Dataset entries
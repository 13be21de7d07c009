// Licensed under the Apache License, Version 2.0 or the MIT License.
// SPDX-License-Identifier: Apache-2.0 OR MIT
// Copyright Tock Contributors 2022.

//! Port control and interrupts (PORT).
//!
//! Each of the five ports has one pin control register (`PCR`) per pin. The
//! global pin control registers write the low or high half-word of several
//! PCRs at once; [`global_pin_control`] and [`global_interrupt_control`]
//! compute the values for a pin mask.

use tock_registers::registers::{ReadWrite, WriteOnly};
use tock_registers::{register_bitfields, register_structs};

use crate::gpio::{self, GpioRegisters};
use crate::interrupts;
use crate::static_ref::StaticRef;

pub const PORT_INSTANCE_COUNT: usize = 5;
pub const PORT_PCR_COUNT: usize = 32;

register_structs! {
    pub PortRegisters {
        /// Pin Control Register n
        (0x00 => pub pcr: [ReadWrite<u32, PCR::Register>; PORT_PCR_COUNT]),
        /// Global Pin Control Low Register
        (0x80 => pub gpclr: WriteOnly<u32, GPC::Register>),
        /// Global Pin Control High Register
        (0x84 => pub gpchr: WriteOnly<u32, GPC::Register>),
        /// Global Interrupt Control Low Register
        (0x88 => pub giclr: WriteOnly<u32, GIC::Register>),
        /// Global Interrupt Control High Register
        (0x8C => pub gichr: WriteOnly<u32, GIC::Register>),
        (0x90 => _reserved0),
        /// Interrupt Status Flag Register
        (0xA0 => pub isfr: ReadWrite<u32>),
        (0xA4 => _reserved1),
        /// Digital Filter Enable Register
        (0xC0 => pub dfer: ReadWrite<u32>),
        /// Digital Filter Clock Register
        (0xC4 => pub dfcr: ReadWrite<u32, DFCR::Register>),
        /// Digital Filter Width Register
        (0xC8 => pub dfwr: ReadWrite<u32, DFWR::Register>),
        (0xCC => @END),
    }
}

register_bitfields![u32,
    pub PCR [
        /// Pull select
        PS OFFSET(0) NUMBITS(1) [
            PullDown = 0,
            PullUp = 1
        ],
        /// Pull enable
        PE OFFSET(1) NUMBITS(1) [],
        /// Passive filter enable
        PFE OFFSET(4) NUMBITS(1) [],
        /// Drive strength enable
        DSE OFFSET(6) NUMBITS(1) [],
        /// Pin mux control
        MUX OFFSET(8) NUMBITS(3) [
            Disabled = 0,
            Gpio = 1,
            Alt2 = 2,
            Alt3 = 3,
            Alt4 = 4,
            Alt5 = 5,
            Alt6 = 6,
            Alt7 = 7
        ],
        /// Lock register
        LK OFFSET(15) NUMBITS(1) [],
        /// Interrupt configuration
        IRQC OFFSET(16) NUMBITS(4) [
            Disabled = 0x0,
            DmaRisingEdge = 0x1,
            DmaFallingEdge = 0x2,
            DmaEitherEdge = 0x3,
            LogicZero = 0x8,
            RisingEdge = 0x9,
            FallingEdge = 0xA,
            EitherEdge = 0xB,
            LogicOne = 0xC
        ],
        /// Interrupt status flag
        ISF OFFSET(24) NUMBITS(1) []
    ],
    pub GPC [
        /// Global pin write data
        GPWD OFFSET(0) NUMBITS(16) [],
        /// Global pin write enable
        GPWE OFFSET(16) NUMBITS(16) []
    ],
    pub GIC [
        /// Global interrupt write enable
        GIWE OFFSET(0) NUMBITS(16) [],
        /// Global interrupt write data
        GIWD OFFSET(16) NUMBITS(16) []
    ],
    pub DFCR [
        /// Clock source: bus clock or LPO
        CS OFFSET(0) NUMBITS(1) [
            BusClock = 0,
            Lpo = 1
        ]
    ],
    pub DFWR [
        FILT OFFSET(0) NUMBITS(5) []
    ]
];

pub const PORTA_BASE_ADDR: usize = 0x4004_9000;
pub const PORTB_BASE_ADDR: usize = 0x4004_A000;
pub const PORTC_BASE_ADDR: usize = 0x4004_B000;
pub const PORTD_BASE_ADDR: usize = 0x4004_C000;
pub const PORTE_BASE_ADDR: usize = 0x4004_D000;

pub const PORTA_BASE: StaticRef<PortRegisters> =
    unsafe { StaticRef::new(PORTA_BASE_ADDR as *const PortRegisters) };
pub const PORTB_BASE: StaticRef<PortRegisters> =
    unsafe { StaticRef::new(PORTB_BASE_ADDR as *const PortRegisters) };
pub const PORTC_BASE: StaticRef<PortRegisters> =
    unsafe { StaticRef::new(PORTC_BASE_ADDR as *const PortRegisters) };
pub const PORTD_BASE: StaticRef<PortRegisters> =
    unsafe { StaticRef::new(PORTD_BASE_ADDR as *const PortRegisters) };
pub const PORTE_BASE: StaticRef<PortRegisters> =
    unsafe { StaticRef::new(PORTE_BASE_ADDR as *const PortRegisters) };

pub const PORT_BASE_ADDRS: [usize; PORT_INSTANCE_COUNT] = [
    PORTA_BASE_ADDR,
    PORTB_BASE_ADDR,
    PORTC_BASE_ADDR,
    PORTD_BASE_ADDR,
    PORTE_BASE_ADDR,
];
pub const PORT_BASE_PTRS: [StaticRef<PortRegisters>; PORT_INSTANCE_COUNT] =
    [PORTA_BASE, PORTB_BASE, PORTC_BASE, PORTD_BASE, PORTE_BASE];

// All five ports share one interrupt line.
pub const PORT_IRQS: [u32; PORT_INSTANCE_COUNT] = [interrupts::PORT; PORT_INSTANCE_COUNT];

/// One of the five pin ports.
#[derive(Clone, Copy, Debug, PartialEq, Eq)]
pub enum PortId {
    A = 0,
    B = 1,
    C = 2,
    D = 3,
    E = 4,
}

impl PortId {
    pub const ALL: [PortId; PORT_INSTANCE_COUNT] =
        [PortId::A, PortId::B, PortId::C, PortId::D, PortId::E];

    /// Pin control block of this port.
    pub fn port(self) -> StaticRef<PortRegisters> {
        PORT_BASE_PTRS[self as usize]
    }

    /// GPIO data block of this port.
    pub fn gpio(self) -> StaticRef<GpioRegisters> {
        gpio::GPIO_BASE_PTRS[self as usize]
    }
}

/// `(GPCLR, GPCHR)` values that write `pcr_low` into the low half-word of
/// every PCR selected by `pins`.
pub fn global_pin_control(pins: u32, pcr_low: u16) -> (u32, u32) {
    let data = GPC::GPWD.val(u32::from(pcr_low));
    let low = u32::from(data + GPC::GPWE.val(pins & 0xFFFF));
    let high = u32::from(data + GPC::GPWE.val(pins >> 16));
    (low, high)
}

/// `(GICLR, GICHR)` values that write `pcr_high` into the upper half-word
/// (the interrupt configuration) of every PCR selected by `pins`.
pub fn global_interrupt_control(pins: u32, pcr_high: u16) -> (u32, u32) {
    let data = GIC::GIWD.val(u32::from(pcr_high));
    let low = u32::from(data + GIC::GIWE.val(pins & 0xFFFF));
    let high = u32::from(data + GIC::GIWE.val(pins >> 16));
    (low, high)
}

/// Iterator over the pin numbers flagged in an `ISFR` value.
pub struct PinOffsets(pub u32);

impl Iterator for PinOffsets {
    type Item = u32;
    fn next(&mut self) -> Option<Self::Item> {
        if self.0 != 0 {
            let offset = self.0.trailing_zeros();
            self.0 &= self.0 - 1;
            Some(offset)
        } else {
            None
        }
    }
    fn size_hint(&self) -> (usize, Option<usize>) {
        let popcnt = self.0.count_ones() as usize;
        (popcnt, Some(popcnt))
    }
}

impl ExactSizeIterator for PinOffsets {}

#[cfg(test)]
mod tests {
    use super::*;
    use crate::field_check::{assert_field, assert_fields_fit};
    use std::collections::HashSet;

    #[test]
    fn pin_control_layout() {
        assert_eq!(core::mem::offset_of!(PortRegisters, gpclr), 0x80);
        assert_eq!(core::mem::offset_of!(PortRegisters, isfr), 0xA0);
        assert_eq!(core::mem::offset_of!(PortRegisters, dfwr), 0xC8);
        assert_eq!(core::mem::size_of::<PortRegisters>(), 0xCC);
        assert_field!(PCR::MUX, 8, 3);
        assert_field!(PCR::IRQC, 16, 4);
        assert_field!(PCR::ISF, 24, 1);
        assert_field!(GPC::GPWE, 16, 16);
        assert_field!(GIC::GIWD, 16, 16);
    }

    #[test]
    fn global_control_splits_pin_mask() {
        let pcr = u32::from(PCR::MUX::Gpio + PCR::PE::SET) as u16;
        // Pins 0, 1 and 17
        let (low, high) = global_pin_control(0x0002_0003, pcr);
        assert_eq!(low, 0x0003_0102);
        assert_eq!(high, 0x0002_0102);

        let (low, high) = global_interrupt_control(0x8000_0000, 0x0009);
        assert_eq!(low, 0x0009_0000);
        assert_eq!(high, 0x0009_8000);
    }

    #[test]
    fn port_ids_match_tables() {
        for id in PortId::ALL {
            assert_eq!(id.port().address(), PORT_BASE_ADDRS[id as usize]);
            assert_eq!(id.gpio().address(), gpio::GPIO_BASE_ADDRS[id as usize]);
        }
    }

    #[test]
    fn pin_offsets() {
        fn check(offsets: PinOffsets, expected: impl Iterator<Item = u32> + Clone) {
            assert_eq!(offsets.len(), expected.clone().count());
            let expected: HashSet<_> = expected.collect();
            let actual: HashSet<_> = offsets.collect();
            assert_eq!(expected, actual);
        }

        assert_eq!(PinOffsets(0).next(), None);
        check(PinOffsets(u32::MAX), 0..32);
        check(PinOffsets(0x5555_5555), (0..32).step_by(2));
        check(PinOffsets(0xAAAA_AAAA), (0..32).skip(1).step_by(2));
    }

    #[test]
    fn every_field_fits_its_register() {
        assert_fields_fit!(
            PCR [PS, PE, PFE, DSE, MUX, LK, IRQC, ISF],
            GPC [GPWD, GPWE],
            GIC [GIWE, GIWD],
            DFCR [CS],
            DFWR [FILT],
        );
    }
}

- _Work order_
Lines holding "WriteOnly": copy each one from the records above.

- _Output of the exercise_
use tock_registers::registers::{ReadWrite, WriteOnly};
        (0x80 => pub gpclr: WriteOnly<u32, GPC::Register>),
        (0x84 => pub gpchr: WriteOnly<u32, GPC::Register>),
        (0x88 => pub giclr: WriteOnly<u32, GIC::Register>),
        (0x8C => pub gichr: WriteOnly<u32, GIC::Register>),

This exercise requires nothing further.